Eric Haram, former behavioral health director of the Addiction Resource Center at Midcoast Hospital in Brunswick and now a treatment consultant in ME and other states, said the president's remarks Wednesday were light on specifics. "It is time to liberate our communities from this scourge of drug addiction". Although the epidemic is increasingly being driven by heroin and the illicit use of synthetic opioids like fentanyl, many people developed addictions after being prescribed opioids by their doctors for legitimate pain treatment - a fact that first lady Melania Trump highlighted as she told stories of people she had met has she has learned more about the epidemic. The president credited his brother for warning him of the effects of drinking and said a concerted advertising campaign could keep people from becoming addicted to opioids and other drugs. He said it's the worst drug crisis in American history and a problem worldwide. Two other Granite State leaders, Republican Gov. Chris Sununu and Democratic Sen. Edward J. Markey (D-MA). "Until those treatments are easier to access than heroin or fentanyl, overdose deaths will remain at record-high levels".
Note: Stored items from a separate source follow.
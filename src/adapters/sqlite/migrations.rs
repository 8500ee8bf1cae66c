//! SQLite database migration management.

use sqlx::SqlitePool;
use thiserror::Error;

#[derive(Debug, Error)]
pub enum MigrationError {
    #[error("Failed to execute migration {version}: {source}")]
    ExecutionError {
        version: i64,
        #[source]
        source: sqlx::Error,
    },
    #[error("Failed to get schema version: {0}")]
    VersionCheckError(#[source] sqlx::Error),
}

#[derive(Debug, Clone)]
pub struct Migration {
    pub version: i64,
    pub description: String,
    pub sql: String,
}

pub struct Migrator {
    pool: SqlitePool,
}

impl Migrator {
    pub fn new(pool: SqlitePool) -> Self {
        Self { pool }
    }

    /// Apply any embedded migrations newer than the recorded schema version.
    pub async fn run_embedded_migrations(
        &self,
        migrations: Vec<Migration>,
    ) -> Result<usize, MigrationError> {
        self.ensure_migrations_table().await?;
        let current_version = self.get_current_version().await?;
        let pending: Vec<_> = migrations
            .into_iter()
            .filter(|m| m.version > current_version)
            .collect();

        if pending.is_empty() {
            return Ok(0);
        }

        for migration in &pending {
            self.apply_migration(migration).await?;
        }

        Ok(pending.len())
    }

    async fn ensure_migrations_table(&self) -> Result<(), MigrationError> {
        sqlx::query(
            "CREATE TABLE IF NOT EXISTS schema_migrations (
                version INTEGER PRIMARY KEY,
                applied_at TEXT NOT NULL DEFAULT (datetime('now')),
                description TEXT
            )",
        )
        .execute(&self.pool)
        .await
        .map_err(|e| MigrationError::ExecutionError {
            version: 0,
            source: e,
        })?;
        Ok(())
    }

    pub async fn get_current_version(&self) -> Result<i64, MigrationError> {
        let result: Option<(i64,)> =
            sqlx::query_as("SELECT COALESCE(MAX(version), 0) FROM schema_migrations")
                .fetch_optional(&self.pool)
                .await
                .map_err(MigrationError::VersionCheckError)?;
        Ok(result.map(|(v,)| v).unwrap_or(0))
    }

    async fn apply_migration(&self, migration: &Migration) -> Result<(), MigrationError> {
        sqlx::raw_sql(&migration.sql)
            .execute(&self.pool)
            .await
            .map_err(|e| MigrationError::ExecutionError {
                version: migration.version,
                source: e,
            })?;

        sqlx::query("INSERT INTO schema_migrations (version, description) VALUES (?, ?)")
            .bind(migration.version)
            .bind(&migration.description)
            .execute(&self.pool)
            .await
            .map_err(|e| MigrationError::ExecutionError {
                version: migration.version,
                source: e,
            })?;

        Ok(())
    }
}

pub fn initial_schema_migration() -> Migration {
    Migration {
        version: 1,
        description: "Initial schema".to_string(),
        sql: include_str!("../../../migrations/001_initial_schema.sql").to_string(),
    }
}

pub fn all_embedded_migrations() -> Vec<Migration> {
    vec![initial_schema_migration()]
}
In July, the commission recommended that the president declare a national emergency - either under the Stafford Act, which would have allowed the allocation of Federal Emergency Management Agency funds, or the Public Health Service Act, the option Trump chose. A statement from Christie said the commission will give Trump "an even more comprehensive set of recommendations" to fight opioids in a report to be issued November 1. The commission's final report will feature recommendations to be delivered to the president next week.

Rep. Chellie Pingree of ME, D-1st District, said she didn't see enough specifics from the president Thursday and echoed concerns about adequate funding.

The National Association of County and City Health Officials (NACCHO), representing almost 3,000 local health departments, also expressed disappointment that Trump did not go further and call the crisis a national emergency.

Leana Wen, health commissioner in Baltimore, which has been battling a stubborn opioid epidemic for years, said she is happy that Trump's announcement "is drawing attention" to the drug crisis.